*TASK REQUIREMENTS*:
Give again the line that contains "Jump completed at" and every line after it to the end of the records. Keep them exactly as they are and add nothing.

(EXTRACTED RECORDS)

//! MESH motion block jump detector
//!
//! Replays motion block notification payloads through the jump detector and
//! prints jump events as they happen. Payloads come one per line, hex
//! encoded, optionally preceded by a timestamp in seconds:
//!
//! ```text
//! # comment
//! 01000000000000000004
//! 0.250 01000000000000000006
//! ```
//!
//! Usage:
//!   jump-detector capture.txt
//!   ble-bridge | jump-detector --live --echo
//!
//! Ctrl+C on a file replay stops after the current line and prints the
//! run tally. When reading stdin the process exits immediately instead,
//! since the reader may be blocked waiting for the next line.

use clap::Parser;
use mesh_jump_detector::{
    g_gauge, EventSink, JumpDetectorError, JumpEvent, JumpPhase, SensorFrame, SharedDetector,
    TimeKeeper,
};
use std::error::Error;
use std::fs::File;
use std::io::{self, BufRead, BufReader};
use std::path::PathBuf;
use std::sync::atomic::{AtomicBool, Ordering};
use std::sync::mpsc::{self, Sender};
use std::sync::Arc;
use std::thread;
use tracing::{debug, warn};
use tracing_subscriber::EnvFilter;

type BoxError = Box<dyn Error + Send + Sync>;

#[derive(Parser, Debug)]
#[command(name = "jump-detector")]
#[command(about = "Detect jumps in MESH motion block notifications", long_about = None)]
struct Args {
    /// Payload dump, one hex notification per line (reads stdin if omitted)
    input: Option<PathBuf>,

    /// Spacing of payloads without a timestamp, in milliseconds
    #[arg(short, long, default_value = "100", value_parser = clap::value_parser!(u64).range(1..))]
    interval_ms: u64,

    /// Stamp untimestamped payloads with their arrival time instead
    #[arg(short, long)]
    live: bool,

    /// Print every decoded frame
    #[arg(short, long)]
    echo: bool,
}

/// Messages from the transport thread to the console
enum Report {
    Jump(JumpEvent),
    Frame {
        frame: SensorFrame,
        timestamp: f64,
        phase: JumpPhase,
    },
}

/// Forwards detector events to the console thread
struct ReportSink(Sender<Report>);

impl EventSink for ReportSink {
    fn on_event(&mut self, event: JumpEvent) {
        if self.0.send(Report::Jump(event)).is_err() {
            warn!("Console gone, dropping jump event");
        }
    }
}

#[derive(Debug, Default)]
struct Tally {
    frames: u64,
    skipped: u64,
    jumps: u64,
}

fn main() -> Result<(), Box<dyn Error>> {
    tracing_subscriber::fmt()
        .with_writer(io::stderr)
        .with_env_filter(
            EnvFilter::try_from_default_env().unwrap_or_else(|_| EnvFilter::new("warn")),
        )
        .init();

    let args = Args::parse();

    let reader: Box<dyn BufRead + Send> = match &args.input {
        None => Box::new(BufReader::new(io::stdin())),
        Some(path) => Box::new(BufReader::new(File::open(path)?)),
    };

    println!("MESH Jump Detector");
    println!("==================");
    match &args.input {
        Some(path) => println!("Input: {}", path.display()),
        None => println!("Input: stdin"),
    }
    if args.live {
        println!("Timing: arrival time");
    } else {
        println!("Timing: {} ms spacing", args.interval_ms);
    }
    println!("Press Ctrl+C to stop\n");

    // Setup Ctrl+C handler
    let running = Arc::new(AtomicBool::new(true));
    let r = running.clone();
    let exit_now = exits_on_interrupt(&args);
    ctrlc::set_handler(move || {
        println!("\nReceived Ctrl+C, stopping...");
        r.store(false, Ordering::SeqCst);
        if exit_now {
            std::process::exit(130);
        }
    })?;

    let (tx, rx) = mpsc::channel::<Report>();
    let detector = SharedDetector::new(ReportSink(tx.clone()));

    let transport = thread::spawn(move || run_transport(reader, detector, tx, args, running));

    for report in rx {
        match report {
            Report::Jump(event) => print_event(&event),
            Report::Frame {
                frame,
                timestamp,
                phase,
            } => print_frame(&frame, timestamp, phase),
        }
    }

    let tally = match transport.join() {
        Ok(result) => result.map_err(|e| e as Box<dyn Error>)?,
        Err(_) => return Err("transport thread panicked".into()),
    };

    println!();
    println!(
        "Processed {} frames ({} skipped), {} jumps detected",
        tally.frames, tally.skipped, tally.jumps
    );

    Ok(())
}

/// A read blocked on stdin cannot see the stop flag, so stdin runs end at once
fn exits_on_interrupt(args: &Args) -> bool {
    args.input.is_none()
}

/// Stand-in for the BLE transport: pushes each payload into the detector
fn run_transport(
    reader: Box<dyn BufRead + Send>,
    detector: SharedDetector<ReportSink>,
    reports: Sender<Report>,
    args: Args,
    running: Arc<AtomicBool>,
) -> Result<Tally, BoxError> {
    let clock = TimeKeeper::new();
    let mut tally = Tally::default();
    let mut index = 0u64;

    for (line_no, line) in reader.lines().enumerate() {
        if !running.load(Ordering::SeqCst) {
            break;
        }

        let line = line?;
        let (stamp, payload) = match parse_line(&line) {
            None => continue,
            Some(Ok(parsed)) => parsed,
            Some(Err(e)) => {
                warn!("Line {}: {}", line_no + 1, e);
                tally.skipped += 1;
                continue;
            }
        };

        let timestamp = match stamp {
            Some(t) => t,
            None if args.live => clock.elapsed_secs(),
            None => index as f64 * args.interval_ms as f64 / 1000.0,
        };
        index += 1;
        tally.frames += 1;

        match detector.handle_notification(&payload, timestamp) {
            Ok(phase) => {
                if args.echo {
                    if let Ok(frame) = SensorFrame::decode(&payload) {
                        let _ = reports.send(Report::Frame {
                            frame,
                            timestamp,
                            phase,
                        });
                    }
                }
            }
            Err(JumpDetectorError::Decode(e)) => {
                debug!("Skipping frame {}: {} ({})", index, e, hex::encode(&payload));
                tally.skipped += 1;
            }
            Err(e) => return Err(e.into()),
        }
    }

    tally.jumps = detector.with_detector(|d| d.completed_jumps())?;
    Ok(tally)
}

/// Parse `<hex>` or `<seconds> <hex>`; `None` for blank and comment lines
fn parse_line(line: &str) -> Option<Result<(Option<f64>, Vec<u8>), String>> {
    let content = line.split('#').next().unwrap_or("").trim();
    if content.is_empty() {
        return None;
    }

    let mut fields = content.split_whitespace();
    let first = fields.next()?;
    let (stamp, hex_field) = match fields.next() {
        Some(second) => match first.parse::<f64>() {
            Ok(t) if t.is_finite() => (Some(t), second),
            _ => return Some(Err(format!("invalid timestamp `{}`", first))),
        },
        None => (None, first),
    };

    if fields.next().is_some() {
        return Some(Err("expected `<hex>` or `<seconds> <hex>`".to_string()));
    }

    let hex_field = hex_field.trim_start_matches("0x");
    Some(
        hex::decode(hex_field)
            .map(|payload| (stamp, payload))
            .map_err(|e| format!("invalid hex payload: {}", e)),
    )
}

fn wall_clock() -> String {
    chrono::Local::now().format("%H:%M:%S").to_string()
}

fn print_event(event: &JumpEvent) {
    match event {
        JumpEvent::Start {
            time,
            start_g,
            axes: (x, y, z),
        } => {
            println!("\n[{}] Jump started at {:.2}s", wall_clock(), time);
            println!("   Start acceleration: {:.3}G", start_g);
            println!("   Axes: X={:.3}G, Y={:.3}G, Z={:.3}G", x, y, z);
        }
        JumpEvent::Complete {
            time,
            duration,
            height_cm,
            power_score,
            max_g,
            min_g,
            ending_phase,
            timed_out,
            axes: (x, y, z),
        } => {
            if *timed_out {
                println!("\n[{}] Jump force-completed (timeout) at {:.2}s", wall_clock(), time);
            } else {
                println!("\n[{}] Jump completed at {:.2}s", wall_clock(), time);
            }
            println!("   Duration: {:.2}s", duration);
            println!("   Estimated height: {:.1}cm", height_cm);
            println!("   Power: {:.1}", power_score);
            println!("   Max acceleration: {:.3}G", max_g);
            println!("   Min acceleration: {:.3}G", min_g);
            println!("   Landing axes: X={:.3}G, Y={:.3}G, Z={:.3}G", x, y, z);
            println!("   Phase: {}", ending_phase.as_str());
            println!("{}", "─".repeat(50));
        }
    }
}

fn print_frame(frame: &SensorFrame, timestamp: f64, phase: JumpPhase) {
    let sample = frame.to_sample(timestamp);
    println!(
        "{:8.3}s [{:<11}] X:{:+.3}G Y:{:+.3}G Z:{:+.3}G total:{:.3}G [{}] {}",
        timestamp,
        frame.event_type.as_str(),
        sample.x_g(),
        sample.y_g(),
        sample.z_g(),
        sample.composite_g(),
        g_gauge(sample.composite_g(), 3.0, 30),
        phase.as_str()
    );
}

(End EXTRACTED RECORDS)

*SOLUTION TO THE PROBLEM*:
                println!("\n[{}] Jump completed at {:.2}s", wall_clock(), time);
            }
            println!("   Duration: {:.2}s", duration);
            println!("   Estimated height: {:.1}cm", height_cm);
            println!("   Power: {:.1}", power_score);
            println!("   Max acceleration: {:.3}G", max_g);
            println!("   Min acceleration: {:.3}G", min_g);
            println!("   Landing axes: X={:.3}G, Y={:.3}G, Z={:.3}G", x, y, z);
            println!("   Phase: {}", ending_phase.as_str());
            println!("{}", "─".repeat(50));
        }
    }
}

fn print_frame(frame: &SensorFrame, timestamp: f64, phase: JumpPhase) {
    let sample = frame.to_sample(timestamp);
    println!(
        "{:8.3}s [{:<11}] X:{:+.3}G Y:{:+.3}G Z:{:+.3}G total:{:.3}G [{}] {}",
        timestamp,
        frame.event_type.as_str(),
        sample.x_g(),
        sample.y_g(),
        sample.z_g(),
        sample.composite_g(),
        g_gauge(sample.composite_g(), 3.0, 30),
        phase.as_str()
    );
}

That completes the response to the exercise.